The primary problem is not even the repetitious mind wandering, here and there, reconstructing, memories and hopes, always thinking – the problem is that we've forgotten how to sense pamoramically. And though it can often be very helpful, focused mindfulness in one-pointed concentration, is not the answer – an intense form of focusing could never be the answer.

The correctness of defining the primary problem, is only tested by finding the right answer. And the answer is you've just gotta go panoramic.

Suffering
Buddhists overlook the relevance and importance of Buddhism, to help understand and counteract our modern global chaos. Buddhists often practice detachment from worldly events, and so are blind to the symptoms of dukkha these days, in the material civilised world, where the repetitions have taken on new dimensions e.g. inflation, pollution, the individual development of self-image, and fascism (see Chapter 3).

Sukkhism and The First Repetition
We don't want to wait till it's out of control, when the wheels are already racing downhill. It is not just craving we need to 'renounce'; it's the first repetition, it's the first little want, the first attraction, which we need to watch out for. Before the wheels even start turning.

THE FOURTH TRUTH – INTRODUCTION

Right Effort
Once we realise that pleasure and wanting lead primarily to repetition (karma), rather than attachmment, we will also discover how to practice getting the repetitions of the mind running smoothly and generating wholesome karma.

The aims of renunciation, detachment, or non-attachment fail to use the energy of thinking and wanting in a positive way.

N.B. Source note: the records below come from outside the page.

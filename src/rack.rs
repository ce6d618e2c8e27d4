// Copyright (C) 2020-2026 Andy Kurnia.

use super::{alphabet, error};

// Rack tiles only: 0 is an unplayed blank.
#[derive(Clone, Debug, Default, PartialEq, Eq)]
pub struct Rack(Vec<u8>);

impl Rack {
    pub fn new() -> Self {
        Self(Vec::with_capacity(7))
    }

    pub fn from_tiles(tiles: &[u8]) -> Self {
        Self(tiles.iter().map(|&t| alphabet::rack_tile_of(t)).collect())
    }

    #[inline(always)]
    pub fn tiles(&self) -> &[u8] {
        &self.0
    }

    #[inline(always)]
    pub fn len(&self) -> usize {
        self.0.len()
    }

    #[inline(always)]
    pub fn is_empty(&self) -> bool {
        self.0.is_empty()
    }

    #[inline(always)]
    pub fn is_full(&self, rack_size: usize) -> bool {
        self.0.len() >= rack_size
    }

    pub fn add(&mut self, tile: u8) {
        self.0.push(alphabet::rack_tile_of(tile));
    }

    // A played blank (0x80 | t) can only come from a blank, and a natural
    // letter only from that letter.
    pub fn contains_tiles(&self, tiles: &[u8]) -> bool {
        let mut tally = [0u8; 256];
        self.0.iter().for_each(|&tile| tally[tile as usize] += 1);
        for &tile in tiles {
            let wanted = alphabet::rack_tile_of(tile) as usize;
            if tally[wanted] == 0 {
                return false;
            }
            tally[wanted] -= 1;
        }
        true
    }

    // All or nothing.
    pub fn remove_tiles(&mut self, tiles: &[u8]) -> error::Returns<()> {
        if !self.contains_tiles(tiles) {
            return_error!("rack does not hold those letters".into());
        }
        for &tile in tiles {
            let wanted = alphabet::rack_tile_of(tile);
            let pos = self
                .0
                .iter()
                .rposition(|&t| t == wanted)
                .ok_or("bad tile")?;
            self.0.swap_remove(pos);
        }
        Ok(())
    }

    pub fn take_all(&mut self) -> Vec<u8> {
        std::mem::take(&mut self.0)
    }

    pub fn value(&self, alphabet: &alphabet::Alphabet) -> i32 {
        self.0
            .iter()
            .map(|&tile| alphabet.score(tile) as i32)
            .sum()
    }
}

#[cfg(test)]
mod tests {
    use super::*;

    fn rack_of(s: &str) -> Rack {
        Rack::from_tiles(&alphabet::make_english_alphabet().parse_tiles(s).unwrap())
    }

    fn tiles_of(s: &str) -> Vec<u8> {
        alphabet::make_english_alphabet().parse_tiles(s).unwrap()
    }

    #[test]
    fn uppercase_needs_a_blank() {
        let rack = rack_of("loupe*");
        assert!(rack.contains_tiles(&tiles_of("loupe")));
        assert!(rack.contains_tiles(&tiles_of("lOupe")));
        assert!(!rack.contains_tiles(&tiles_of("lOUpe")));
        assert!(!rack.contains_tiles(&tiles_of("loupee")));
        assert!(rack_of("loupe").contains_tiles(&tiles_of("loupe")));
        assert!(!rack_of("loupe").contains_tiles(&tiles_of("Loupe")));
    }

    #[test]
    fn remove_is_all_or_nothing() {
        let mut rack = rack_of("abc*");
        assert!(rack.remove_tiles(&tiles_of("abz")).is_err());
        assert_eq!(rack.len(), 4);
        rack.remove_tiles(&tiles_of("aZ")).unwrap();
        let mut left = rack.tiles().to_vec();
        left.sort_unstable();
        assert_eq!(left, tiles_of("bc"));
    }

    #[test]
    fn value_ignores_blanks() {
        let alphabet = alphabet::make_english_alphabet();
        assert_eq!(rack_of("qz*").value(alphabet), 20);
        assert!(Rack::new().is_empty());
        assert!(rack_of("abcdefg").is_full(7));
    }
}
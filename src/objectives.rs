// Copyright (C) 2020-2026 Andy Kurnia.

use rand::prelude::*;
use serde::Serialize;

#[derive(Clone, Copy, Debug, PartialEq, Eq, Serialize)]
pub enum ObjectiveKind {
    // main word of three or more letters reads the same both ways
    Palindrome,
    // main word of seven or more letters
    LongWord,
    // two word-bonus squares covered by one placement
    TwoWordBonuses,
    // one placement forms three words or more
    ThreeCrossWords,
    // three scoring turns in a row
    ScoringStreak,
}

pub const ALL_OBJECTIVE_KINDS: [ObjectiveKind; 5] = [
    ObjectiveKind::Palindrome,
    ObjectiveKind::LongWord,
    ObjectiveKind::TwoWordBonuses,
    ObjectiveKind::ThreeCrossWords,
    ObjectiveKind::ScoringStreak,
];

const LONG_WORD_LEN: usize = 7;
const STREAK_LEN: u8 = 3;

impl ObjectiveKind {
    pub fn bonus(self) -> i32 {
        match self {
            ObjectiveKind::Palindrome => 20,
            ObjectiveKind::LongWord => 30,
            ObjectiveKind::TwoWordBonuses => 25,
            ObjectiveKind::ThreeCrossWords => 35,
            ObjectiveKind::ScoringStreak => 30,
        }
    }

    pub fn description(self) -> &'static str {
        match self {
            ObjectiveKind::Palindrome => "play a palindrome of 3+ letters",
            ObjectiveKind::LongWord => "play a word of 7+ letters",
            ObjectiveKind::TwoWordBonuses => "cover two word bonuses in one turn",
            ObjectiveKind::ThreeCrossWords => "form three words in one turn",
            ObjectiveKind::ScoringStreak => "score on three turns in a row",
        }
    }

    fn is_met(self, turn: &TurnRecord, streak: u8) -> bool {
        match self {
            ObjectiveKind::Palindrome => {
                turn.main_word.len() >= 3 && turn.main_word.iter().eq(turn.main_word.iter().rev())
            }
            ObjectiveKind::LongWord => turn.main_word.len() >= LONG_WORD_LEN,
            ObjectiveKind::TwoWordBonuses => turn.num_word_bonuses >= 2,
            ObjectiveKind::ThreeCrossWords => turn.num_words >= 3,
            ObjectiveKind::ScoringStreak => streak >= STREAK_LEN,
        }
    }
}

#[derive(Clone, Debug, PartialEq, Eq, Serialize)]
pub struct Objective {
    pub kind: ObjectiveKind,
    // None for a public objective.
    pub owner: Option<String>,
    pub completed_by: Option<String>,
}

impl Objective {
    #[inline(always)]
    pub fn is_public(&self) -> bool {
        self.owner.is_none()
    }

    fn is_open_to(&self, player: &str) -> bool {
        self.completed_by.is_none() && self.owner.as_deref().is_none_or(|owner| owner == player)
    }
}

// What one turn did, as far as objectives care. Letters are compared
// without regard to blanks.
pub struct TurnRecord<'a> {
    pub player: &'a str,
    // empty unless a word was placed
    pub main_word: &'a [u8],
    pub num_words: usize,
    pub num_word_bonuses: usize,
    pub points: u32,
}

#[derive(Clone, Debug, PartialEq, Eq)]
pub struct Completion {
    pub player: String,
    pub kind: ObjectiveKind,
    pub bonus: i32,
}

#[derive(Clone, Debug, Default)]
pub struct Objectives {
    objectives: Vec<Objective>,
    // (player, consecutive scoring turns)
    streaks: Vec<(String, u8)>,
}

impl Objectives {
    // Two shared objectives and one private objective per player, all distinct.
    pub fn generate(rng: &mut dyn RngCore, players: [&str; 2]) -> Self {
        let mut kinds = ALL_OBJECTIVE_KINDS;
        kinds.shuffle(rng);
        let objectives = vec![
            Objective {
                kind: kinds[0],
                owner: None,
                completed_by: None,
            },
            Objective {
                kind: kinds[1],
                owner: None,
                completed_by: None,
            },
            Objective {
                kind: kinds[2],
                owner: Some(players[0].into()),
                completed_by: None,
            },
            Objective {
                kind: kinds[3],
                owner: Some(players[1].into()),
                completed_by: None,
            },
        ];
        Self {
            objectives,
            streaks: players.iter().map(|&player| (player.into(), 0)).collect(),
        }
    }

    #[inline(always)]
    pub fn iter(&self) -> std::slice::Iter<'_, Objective> {
        self.objectives.iter()
    }

    #[inline(always)]
    pub fn is_empty(&self) -> bool {
        self.objectives.is_empty()
    }

    // Objectives the player can see: the public ones and their own.
    pub fn visible_to<'a>(&'a self, player: &'a str) -> impl Iterator<Item = &'a Objective> + 'a {
        self.objectives
            .iter()
            .filter(move |objective| objective.owner.as_deref().is_none_or(|owner| owner == player))
    }

    fn streak_of(&mut self, player: &str) -> &mut u8 {
        let idx = match self.streaks.iter().position(|(name, _)| name == player) {
            Some(idx) => idx,
            None => {
                self.streaks.push((player.into(), 0));
                self.streaks.len() - 1
            }
        };
        &mut self.streaks[idx].1
    }

    // Call once per finished turn, whatever its outcome.
    pub fn record_turn(&mut self, turn: &TurnRecord) -> Vec<Completion> {
        let streak = {
            let streak = self.streak_of(turn.player);
            *streak = if turn.points > 0 {
                streak.saturating_add(1)
            } else {
                0
            };
            *streak
        };
        let mut completions = Vec::new();
        for objective in self.objectives.iter_mut() {
            if objective.is_open_to(turn.player) && objective.kind.is_met(turn, streak) {
                objective.completed_by = Some(turn.player.into());
                completions.push(Completion {
                    player: turn.player.into(),
                    kind: objective.kind,
                    bonus: objective.kind.bonus(),
                });
            }
        }
        completions
    }

    // Hands everything a departing player owned to whoever takes the seat.
    pub fn rebind(&mut self, from: &str, to: &str) {
        for objective in self.objectives.iter_mut() {
            if objective.owner.as_deref() == Some(from) {
                objective.owner = Some(to.into());
            }
            if objective.completed_by.as_deref() == Some(from) {
                objective.completed_by = Some(to.into());
            }
        }
        for (name, _) in self.streaks.iter_mut() {
            if name == from {
                *name = to.into();
            }
        }
    }
}

#[cfg(test)]
mod tests {
    use super::*;
    use rand_chacha::ChaCha20Rng;

    fn scored<'a>(player: &'a str, main_word: &'a [u8], points: u32) -> TurnRecord<'a> {
        TurnRecord {
            player,
            main_word,
            num_words: 1,
            num_word_bonuses: 0,
            points,
        }
    }

    fn with_public(kind: ObjectiveKind) -> Objectives {
        Objectives {
            objectives: vec![Objective {
                kind,
                owner: None,
                completed_by: None,
            }],
            streaks: Vec::new(),
        }
    }

    #[test]
    fn generated_objectives_are_distinct() {
        let objectives = Objectives::generate(&mut ChaCha20Rng::seed_from_u64(7), ["ann", "bob"]);
        let kinds = objectives.iter().map(|o| o.kind).collect::<Vec<_>>();
        assert_eq!(kinds.len(), 4);
        for (i, kind) in kinds.iter().enumerate() {
            assert!(!kinds[i + 1..].contains(kind));
        }
        assert_eq!(objectives.iter().filter(|o| o.is_public()).count(), 2);
        assert_eq!(objectives.visible_to("ann").count(), 3);
        assert_eq!(objectives.visible_to("bob").count(), 3);
    }

    #[test]
    fn public_objectives_close_once_completed() {
        let mut objectives = with_public(ObjectiveKind::Palindrome);
        // "level"
        let level = [12, 5, 22, 5, 12];
        let completions = objectives.record_turn(&scored("ann", &level, 8));
        assert_eq!(
            completions,
            vec![Completion {
                player: "ann".into(),
                kind: ObjectiveKind::Palindrome,
                bonus: 20,
            }]
        );
        assert!(objectives.record_turn(&scored("bob", &level, 8)).is_empty());
    }

    #[test]
    fn streak_resets_on_a_scoreless_turn() {
        let mut objectives = with_public(ObjectiveKind::ScoringStreak);
        let cat = [3, 1, 20];
        assert!(objectives.record_turn(&scored("ann", &cat, 5)).is_empty());
        assert!(objectives.record_turn(&scored("ann", &cat, 5)).is_empty());
        assert!(objectives.record_turn(&scored("ann", &[], 0)).is_empty());
        assert!(objectives.record_turn(&scored("ann", &cat, 5)).is_empty());
        assert!(objectives.record_turn(&scored("ann", &cat, 5)).is_empty());
        assert_eq!(objectives.record_turn(&scored("ann", &cat, 5)).len(), 1);
    }

    #[test]
    fn private_objectives_follow_the_seat() {
        let mut objectives = Objectives {
            objectives: vec![Objective {
                kind: ObjectiveKind::LongWord,
                owner: Some("bob".into()),
                completed_by: None,
            }],
            streaks: Vec::new(),
        };
        let carabin = [3, 1, 18, 1, 2, 9, 14];
        assert!(objectives.record_turn(&scored("ann", &carabin, 78)).is_empty());
        objectives.rebind("bob", "virtual");
        assert_eq!(objectives.record_turn(&scored("virtual", &carabin, 78)).len(), 1);
    }
}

The energy of thinking and wanting are a vital part of life which can be used to generate wholesome karma. This is addressed in Right Effort, the sixth step of The Fourth Truth.

Please continue with The Fourth Truth
Or with Right Effort, the sixth step of The Fourth Truth

Reference: The Third Truth – from English Translations, Ref 1: Pali Tipitaka

"And what, monks, is the Noble Truth of the Cessation of Suffering?
It is the complete fading away and cessation of this very craving, forsaking it and giving it up; the liberation from it, leaving no place for it. But where may this craving, monks, be eradicated; where may it be extinguished? Wherever in the world [of mind and matter] there is something enticing and pleasurable: there this craving may be eradicated and extinguished." (All the other translations are similar, "delightful and pleasurable" "endearing & alluring".)

The subject matter in the full text of the Third Truth (and the Second) of the Mahāsatipaṭṭhāna, is incredibly long-winded. But, it is clearly and emphatically all about the senses and the sensory process. It draws a connection between the Five Aggregates (expanded to a list of Ten Aggregates), and each of the six senses; it lists sixty steps in the sensory process. It describes something which happens not only with the mind, but also with the eye, the ear, the nose, the mouth and the tactile sense.